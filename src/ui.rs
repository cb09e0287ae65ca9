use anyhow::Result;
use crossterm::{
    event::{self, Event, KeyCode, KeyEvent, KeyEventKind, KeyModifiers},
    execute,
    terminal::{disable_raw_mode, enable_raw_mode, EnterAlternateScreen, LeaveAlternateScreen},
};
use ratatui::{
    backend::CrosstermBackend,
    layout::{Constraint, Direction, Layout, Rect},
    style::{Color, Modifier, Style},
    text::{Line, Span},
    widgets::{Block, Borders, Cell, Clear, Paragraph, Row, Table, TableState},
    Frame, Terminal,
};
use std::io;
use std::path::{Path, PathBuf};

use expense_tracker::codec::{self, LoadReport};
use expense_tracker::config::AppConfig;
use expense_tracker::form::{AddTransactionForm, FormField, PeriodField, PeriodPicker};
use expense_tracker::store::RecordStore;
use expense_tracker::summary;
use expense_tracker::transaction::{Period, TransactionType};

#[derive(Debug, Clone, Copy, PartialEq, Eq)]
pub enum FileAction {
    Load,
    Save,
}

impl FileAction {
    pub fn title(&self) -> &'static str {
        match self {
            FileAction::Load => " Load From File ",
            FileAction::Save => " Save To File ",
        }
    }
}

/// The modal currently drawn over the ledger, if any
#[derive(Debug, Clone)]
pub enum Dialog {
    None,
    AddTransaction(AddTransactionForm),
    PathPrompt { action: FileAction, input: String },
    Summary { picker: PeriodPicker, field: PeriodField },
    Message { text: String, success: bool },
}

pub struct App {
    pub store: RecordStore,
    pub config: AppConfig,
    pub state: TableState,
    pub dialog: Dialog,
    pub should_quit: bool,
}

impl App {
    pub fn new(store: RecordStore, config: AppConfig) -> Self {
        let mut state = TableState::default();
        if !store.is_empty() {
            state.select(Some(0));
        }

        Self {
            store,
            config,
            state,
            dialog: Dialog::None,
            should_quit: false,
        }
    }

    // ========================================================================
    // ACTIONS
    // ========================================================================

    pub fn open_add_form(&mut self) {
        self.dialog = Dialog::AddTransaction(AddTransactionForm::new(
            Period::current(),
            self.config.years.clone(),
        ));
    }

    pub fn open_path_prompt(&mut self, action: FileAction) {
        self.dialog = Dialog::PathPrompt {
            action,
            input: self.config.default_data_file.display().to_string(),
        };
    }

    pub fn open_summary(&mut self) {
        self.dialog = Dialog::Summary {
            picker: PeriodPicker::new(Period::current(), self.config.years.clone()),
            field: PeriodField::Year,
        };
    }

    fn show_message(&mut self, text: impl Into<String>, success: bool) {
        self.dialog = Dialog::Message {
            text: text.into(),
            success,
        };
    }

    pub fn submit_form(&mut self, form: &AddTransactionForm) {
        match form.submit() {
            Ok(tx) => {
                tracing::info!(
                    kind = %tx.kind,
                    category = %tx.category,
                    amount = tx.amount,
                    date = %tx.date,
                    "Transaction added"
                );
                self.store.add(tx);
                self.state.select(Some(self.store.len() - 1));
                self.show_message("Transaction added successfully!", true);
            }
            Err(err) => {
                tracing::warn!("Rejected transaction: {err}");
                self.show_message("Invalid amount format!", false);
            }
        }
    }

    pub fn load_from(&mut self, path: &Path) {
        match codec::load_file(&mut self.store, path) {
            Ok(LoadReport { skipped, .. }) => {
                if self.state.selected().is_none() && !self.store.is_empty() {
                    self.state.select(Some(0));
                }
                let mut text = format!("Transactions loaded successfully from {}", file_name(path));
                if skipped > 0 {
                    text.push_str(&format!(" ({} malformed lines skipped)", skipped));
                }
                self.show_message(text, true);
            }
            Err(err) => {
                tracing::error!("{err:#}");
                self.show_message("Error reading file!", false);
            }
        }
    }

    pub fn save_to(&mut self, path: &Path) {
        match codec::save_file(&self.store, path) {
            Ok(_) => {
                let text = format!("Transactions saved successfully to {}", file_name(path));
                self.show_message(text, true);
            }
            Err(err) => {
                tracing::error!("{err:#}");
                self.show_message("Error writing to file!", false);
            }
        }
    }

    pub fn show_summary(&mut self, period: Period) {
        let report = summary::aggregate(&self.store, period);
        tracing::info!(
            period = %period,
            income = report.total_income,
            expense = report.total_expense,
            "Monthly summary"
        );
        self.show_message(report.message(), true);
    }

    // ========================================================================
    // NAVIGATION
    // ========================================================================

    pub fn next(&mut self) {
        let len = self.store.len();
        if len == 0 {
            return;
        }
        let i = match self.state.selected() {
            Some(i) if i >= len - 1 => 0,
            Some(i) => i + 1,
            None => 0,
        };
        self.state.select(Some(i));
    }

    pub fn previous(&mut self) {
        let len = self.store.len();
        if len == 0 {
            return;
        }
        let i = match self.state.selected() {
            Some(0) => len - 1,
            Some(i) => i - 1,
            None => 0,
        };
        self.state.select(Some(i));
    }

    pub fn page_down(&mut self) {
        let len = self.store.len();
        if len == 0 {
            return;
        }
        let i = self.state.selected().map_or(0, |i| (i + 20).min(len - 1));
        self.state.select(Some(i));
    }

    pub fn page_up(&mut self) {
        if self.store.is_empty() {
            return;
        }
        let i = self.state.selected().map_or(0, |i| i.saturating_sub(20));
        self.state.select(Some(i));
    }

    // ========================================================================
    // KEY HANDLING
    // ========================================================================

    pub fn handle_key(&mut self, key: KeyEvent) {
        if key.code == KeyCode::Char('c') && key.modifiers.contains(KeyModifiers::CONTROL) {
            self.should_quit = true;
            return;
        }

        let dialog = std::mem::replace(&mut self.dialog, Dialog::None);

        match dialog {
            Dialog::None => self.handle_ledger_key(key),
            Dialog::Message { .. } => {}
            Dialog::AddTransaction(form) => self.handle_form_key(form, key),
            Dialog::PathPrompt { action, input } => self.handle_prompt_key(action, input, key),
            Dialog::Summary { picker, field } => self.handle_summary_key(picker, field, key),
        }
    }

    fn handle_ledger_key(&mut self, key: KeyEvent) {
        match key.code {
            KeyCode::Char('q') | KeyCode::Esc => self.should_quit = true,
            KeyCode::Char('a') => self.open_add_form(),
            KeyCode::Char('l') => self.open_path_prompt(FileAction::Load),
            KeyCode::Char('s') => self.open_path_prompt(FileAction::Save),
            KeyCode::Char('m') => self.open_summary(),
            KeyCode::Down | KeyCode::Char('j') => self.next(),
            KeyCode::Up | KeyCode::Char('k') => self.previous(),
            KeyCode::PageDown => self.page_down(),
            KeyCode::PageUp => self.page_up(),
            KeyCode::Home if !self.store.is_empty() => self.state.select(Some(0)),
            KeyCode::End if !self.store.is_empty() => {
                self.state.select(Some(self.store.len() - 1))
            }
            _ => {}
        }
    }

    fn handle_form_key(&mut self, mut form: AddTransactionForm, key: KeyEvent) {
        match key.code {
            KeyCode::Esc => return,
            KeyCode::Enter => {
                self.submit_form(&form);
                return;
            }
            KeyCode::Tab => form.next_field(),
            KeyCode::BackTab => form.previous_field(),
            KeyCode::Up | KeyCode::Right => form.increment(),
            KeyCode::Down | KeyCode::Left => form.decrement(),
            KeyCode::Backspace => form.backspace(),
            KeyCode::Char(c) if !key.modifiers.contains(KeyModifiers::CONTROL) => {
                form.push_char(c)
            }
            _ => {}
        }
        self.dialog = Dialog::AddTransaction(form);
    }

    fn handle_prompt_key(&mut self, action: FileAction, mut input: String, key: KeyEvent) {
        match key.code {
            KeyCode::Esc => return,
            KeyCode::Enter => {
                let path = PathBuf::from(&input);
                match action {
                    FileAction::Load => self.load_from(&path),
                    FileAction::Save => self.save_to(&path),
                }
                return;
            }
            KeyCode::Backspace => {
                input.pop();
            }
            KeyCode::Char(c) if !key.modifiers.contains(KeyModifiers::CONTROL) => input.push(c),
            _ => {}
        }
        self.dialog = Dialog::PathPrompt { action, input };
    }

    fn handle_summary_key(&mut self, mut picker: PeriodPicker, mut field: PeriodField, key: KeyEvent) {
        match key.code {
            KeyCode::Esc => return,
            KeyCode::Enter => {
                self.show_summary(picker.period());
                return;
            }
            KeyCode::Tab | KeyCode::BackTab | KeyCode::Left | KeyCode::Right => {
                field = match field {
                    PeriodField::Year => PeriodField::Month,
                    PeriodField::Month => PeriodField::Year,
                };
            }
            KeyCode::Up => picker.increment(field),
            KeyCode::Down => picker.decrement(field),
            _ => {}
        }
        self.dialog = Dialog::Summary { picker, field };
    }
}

⁂

* **Task requirements**
Note each line above that contains "increment" and copy it out.

* **Your solution**
            KeyCode::Up | KeyCode::Right => form.increment(),
            KeyCode::Up => picker.increment(field),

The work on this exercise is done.